Dalam kasus Dengue, nyamuk menjadi perantara dan sulit
dikendalikan. Apalagi dengan kondisi iklim tropis di Indonesia, membuat
nyamuk senang berkembang biak.
"Ini yang kemudian membuat nyamuk berkembang biak. Belum perumahan dan
kampung-kampung yang rapat. Nyamuk Aedes itu senang sama orang, bukan
karena cantik atau cakep, tapi bau keringatnya itu yang dia suka," papar
Prof Sri lagi.
Pennggunaan Teknologi untuk Penanganan Demam Berdarah Dengue
Prof Sri mengatakan sebagai negarah endemis demam berdarah dengue,
Indonesia seharusnya memiliki program penanganan yang komprehensif.
Namun hingga saat ini, penanganan demam berdarah dengue masih terpaku
pada 3M (menguras, menutup, dan mengubur) serta mengandalkan peran juru
pemantau jentik (Jumantik). Kedua hal ini menurut Prof Sri, sulit
dilakukan semasa pandemi Covid-19.
Ia mencontohkan program
penanggulangan dengue di Malaysia yang menggunakan teknologi. Di mana,
masyarakat diberikan sistem pemerangkap nyamuk sekaligus edukasi tentang
bentuk nyamuk Aedes Aegypti.
"Jadi setiap hari dilihat di
perangkapnya, apakah ada nyamuk Aedes atau tidak.
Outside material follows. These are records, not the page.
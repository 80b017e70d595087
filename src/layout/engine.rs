use taffy::prelude::{AvailableSpace, NodeId, Rect, Size};
use taffy::style::{Dimension, LengthPercentage, LengthPercentageAuto};

use crate::foundation::color::Color;
use crate::foundation::error::{CanvasError, CanvasResult};
use crate::layout::element::Element;
use crate::layout::style::{
    AlignItems, Display, FlexDirection, JustifyContent, Style, TextStyle,
};
use crate::layout::svg::{RectPaint, SvgWriter, VectorDocument};
use crate::layout::text::TextLayoutEngine;
use crate::render::font::FontAsset;

/// Fill for image placeholders without a background.
const PLACEHOLDER_FILL: Color = Color::rgb(0xd4, 0xd4, 0xd8);

#[derive(Debug, Clone, Copy)]
struct LayoutNodeCtx {
    node: usize,
}

/// Flattened element with its resolved inherited attributes.
struct FlatNode<'a> {
    element: &'a Element,
    text: TextStyle,
    taffy: NodeId,
    children: Vec<usize>,
}

/// Turns an element tree into a vector document: flexbox box layout through Taffy, text
/// measurement and line breaking through Parley, then SVG emission.
///
/// Identical trees, sizes and font bytes produce byte-identical documents.
pub struct LayoutEngine<'f> {
    font: &'f FontAsset,
}

impl<'f> LayoutEngine<'f> {
    /// Engine shaping text with `font`.
    pub fn new(font: &'f FontAsset) -> Self {
        Self { font }
    }

    /// Lay out `root` on a `width x height` canvas.
    #[tracing::instrument(skip(self, root))]
    pub fn layout(&self, root: &Element, width: u32, height: u32) -> CanvasResult<VectorDocument> {
        if width == 0 || height == 0 {
            return Err(CanvasError::validation("canvas width/height must be > 0"));
        }
        root.validate()?;

        let mut text_engine = if root.contains_text() {
            Some(TextLayoutEngine::new(self.font)?)
        } else {
            None
        };

        let mut taffy = taffy::TaffyTree::<LayoutNodeCtx>::new();
        let mut nodes = Vec::<FlatNode<'_>>::new();
        let child = build_subtree(&mut taffy, &mut nodes, root, TextStyle::default())
            .map_err(taffy_err)?;

        let canvas_style = taffy::style::Style {
            display: taffy::style::Display::Flex,
            size: Size {
                width: Dimension::length(width as f32),
                height: Dimension::length(height as f32),
            },
            ..taffy::style::Style::default()
        };
        let children: Vec<NodeId> = child.into_iter().map(|i| nodes[i].taffy).collect();
        let canvas = taffy
            .new_with_children(canvas_style, &children)
            .map_err(taffy_err)?;

        let available = Size {
            width: AvailableSpace::Definite(width as f32),
            height: AvailableSpace::Definite(height as f32),
        };
        taffy
            .compute_layout_with_measure(
                canvas,
                available,
                |known_dimensions, available_space, _node_id, node_context, _style| {
                    let (Some(ctx), Some(engine)) = (node_context, text_engine.as_mut()) else {
                        return known_dimensions.unwrap_or(Size::ZERO);
                    };
                    let node = &nodes[ctx.node];
                    let Element::Text { content, .. } = node.element else {
                        return known_dimensions.unwrap_or(Size::ZERO);
                    };
                    if let Size {
                        width: Some(w),
                        height: Some(h),
                    } = known_dimensions
                    {
                        return Size {
                            width: w,
                            height: h,
                        };
                    }
                    let max_width = known_dimensions.width.or(match available_space.width {
                        AvailableSpace::Definite(w) => Some(w),
                        AvailableSpace::MinContent => Some(0.0),
                        AvailableSpace::MaxContent => None,
                    });
                    let (w, h) = engine.measure(content, &node.text, max_width);
                    Size {
                        width: known_dimensions.width.unwrap_or(w),
                        height: known_dimensions.height.unwrap_or(h),
                    }
                },
            )
            .map_err(taffy_err)?;

        let mut painter = Painter {
            svg: SvgWriter::new(width, height),
            taffy: &taffy,
            nodes: &nodes,
            text: text_engine.as_mut(),
            family: self.font.family(),
        };
        if let Some(root_idx) = child {
            painter.paint(root_idx, 0.0, 0.0)?;
        }
        Ok(painter.svg.finish())
    }
}

fn build_subtree<'a>(
    taffy: &mut taffy::TaffyTree<LayoutNodeCtx>,
    nodes: &mut Vec<FlatNode<'a>>,
    element: &'a Element,
    inherited: TextStyle,
) -> Result<Option<usize>, taffy::TaffyError> {
    let style = element.style();
    if style.display == Display::None {
        return Ok(None);
    }
    let text = inherited.inherit(style);

    let mut children = Vec::new();
    for child in element.children() {
        if let Some(idx) = build_subtree(taffy, nodes, child, text)? {
            children.push(idx);
        }
    }

    let idx = nodes.len();
    let taffy_style = to_taffy_style(style);
    let taffy_id = match element {
        Element::Text { .. } => {
            taffy.new_leaf_with_context(taffy_style, LayoutNodeCtx { node: idx })?
        }
        Element::Image { .. } => taffy.new_leaf(taffy_style)?,
        Element::Box { .. } => {
            let ids: Vec<NodeId> = children.iter().map(|&c| nodes[c].taffy).collect();
            taffy.new_with_children(taffy_style, &ids)?
        }
    };
    nodes.push(FlatNode {
        element,
        text,
        taffy: taffy_id,
        children,
    });
    Ok(Some(idx))
}

fn to_taffy_style(style: &Style) -> taffy::style::Style {
    let flex_direction = match style.flex_direction {
        FlexDirection::Row => taffy::style::FlexDirection::Row,
        FlexDirection::Column => taffy::style::FlexDirection::Column,
    };
    let justify_content = style.justify_content.map(|j| match j {
        JustifyContent::FlexStart => taffy::style::JustifyContent::FlexStart,
        JustifyContent::Center => taffy::style::JustifyContent::Center,
        JustifyContent::FlexEnd => taffy::style::JustifyContent::FlexEnd,
        JustifyContent::SpaceBetween => taffy::style::JustifyContent::SpaceBetween,
        JustifyContent::SpaceAround => taffy::style::JustifyContent::SpaceAround,
        JustifyContent::SpaceEvenly => taffy::style::JustifyContent::SpaceEvenly,
    });
    let align_items = style.align_items.map(|a| match a {
        AlignItems::Stretch => taffy::style::AlignItems::Stretch,
        AlignItems::FlexStart => taffy::style::AlignItems::FlexStart,
        AlignItems::Center => taffy::style::AlignItems::Center,
        AlignItems::FlexEnd => taffy::style::AlignItems::FlexEnd,
    });
    let dim = |v: Option<f32>| v.map_or(Dimension::auto(), Dimension::length);

    taffy::style::Style {
        display: taffy::style::Display::Flex,
        flex_direction,
        justify_content,
        align_items,
        gap: Size {
            width: LengthPercentage::length(style.gap),
            height: LengthPercentage::length(style.gap),
        },
        padding: Rect {
            left: LengthPercentage::length(style.padding.left),
            right: LengthPercentage::length(style.padding.right),
            top: LengthPercentage::length(style.padding.top),
            bottom: LengthPercentage::length(style.padding.bottom),
        },
        margin: Rect {
            left: LengthPercentageAuto::length(style.margin.left),
            right: LengthPercentageAuto::length(style.margin.right),
            top: LengthPercentageAuto::length(style.margin.top),
            bottom: LengthPercentageAuto::length(style.margin.bottom),
        },
        border: Rect {
            left: LengthPercentage::length(style.border_width),
            right: LengthPercentage::length(style.border_width),
            top: LengthPercentage::length(style.border_width),
            bottom: LengthPercentage::length(style.border_width),
        },
        size: Size {
            width: dim(style.width),
            height: dim(style.height),
        },
        flex_grow: style.flex_grow,
        flex_shrink: style.flex_shrink.unwrap_or(1.0),
        ..taffy::style::Style::default()
    }
}

fn taffy_err(e: taffy::TaffyError) -> CanvasError {
    CanvasError::render(format!("layout failed: {e}"))
}

struct Painter<'a, 'n> {
    svg: SvgWriter,
    taffy: &'a taffy::TaffyTree<LayoutNodeCtx>,
    nodes: &'a [FlatNode<'n>],
    text: Option<&'a mut TextLayoutEngine>,
    family: &'a str,
}

impl Painter<'_, '_> {
    /// Paint node `idx` whose parent border box starts at `(ox, oy)`.
    fn paint(&mut self, idx: usize, ox: f32, oy: f32) -> CanvasResult<()> {
        let nodes = self.nodes;
        let node = &nodes[idx];
        let layout = self.taffy.layout(node.taffy).map_err(taffy_err)?;
        let x = ox + layout.location.x;
        let y = oy + layout.location.y;
        let (w, h) = (layout.size.width, layout.size.height);
        let style = node.element.style();

        let opacity = style.opacity.filter(|o| *o < 1.0);
        if let Some(o) = opacity {
            self.svg.open_group(o);
        }

        let rect = RectPaint {
            x,
            y,
            w,
            h,
            radius: style.border_radius,
        };
        match (node.element, style.background) {
            (_, Some(bg)) => self.svg.fill_rect(rect, bg),
            (Element::Image { .. }, None) => self.svg.fill_rect(rect, PLACEHOLDER_FILL),
            _ => {}
        }
        if let Some(border) = style.border_color {
            self.svg.stroke_rect(rect, style.border_width, border);
        }

        if let Element::Text { content, .. } = node.element {
            let inset_x = style.border_width + style.padding.left;
            let inset_y = style.border_width + style.padding.top;
            let content_w =
                (w - inset_x - style.border_width - style.padding.right).max(0.0);
            let engine = self.text.as_deref_mut().ok_or_else(|| {
                CanvasError::render("text node laid out without a text engine")
            })?;
            for line in engine.shape_lines(content, &node.text, content_w) {
                self.svg.text(
                    x + inset_x,
                    y + inset_y + line.baseline,
                    self.family,
                    node.text.font_size,
                    node.text.font_weight,
                    node.text.color,
                    &line.text,
                );
            }
        }

        for &child in &node.children {
            self.paint(child, x, y)?;
        }

        if opacity.is_some() {
            self.svg.close_group();
        }
        Ok(())
    }
}

#[cfg(test)]
#[path = "../../tests/unit/layout/engine.rs"]
mod tests;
Nanti jika ada,
tinggal lapor saja via WA ke dinas kesehatan. Ini kan sama seperti 3M
juga tapi pakai teknologi," tutur Prof Sri lagi.
Untuk itu,
pentingnya ada sinergi lintas sektor antara pemerintah, otoritas
kesehatan, dan pihak-pihak terkait dalam penanganan dengue di Indonesia.
Hal ini sejalan dengan tema ISNTD-ADVA World Dengue Day Forum - Cross
Sector Synergies yang tidak hanya membahas pencegahan dan penanganan,
tapi juga mengoptimalkan penelitian dengue di Indonesia maupun Asia
Tenggara.
Ke depannya, Prof Sri berharap akan ada perhatian
lebih terhadap penanganan dengue di masa pandemi. Ia mengatakan meski
Covid-19 meningkatn, kewaspadaan masyarakat terhadap dengue tidak boleh
turun.
"Ini yang sulit memberi tahu masyarakat. Mungkin
sebentar ingat, tapi sebentar lupa lagi. Jadi perubahan perilaku ini
tidak mudah dan tidak boleh bosan, harus terus diingatkan," tutupnya.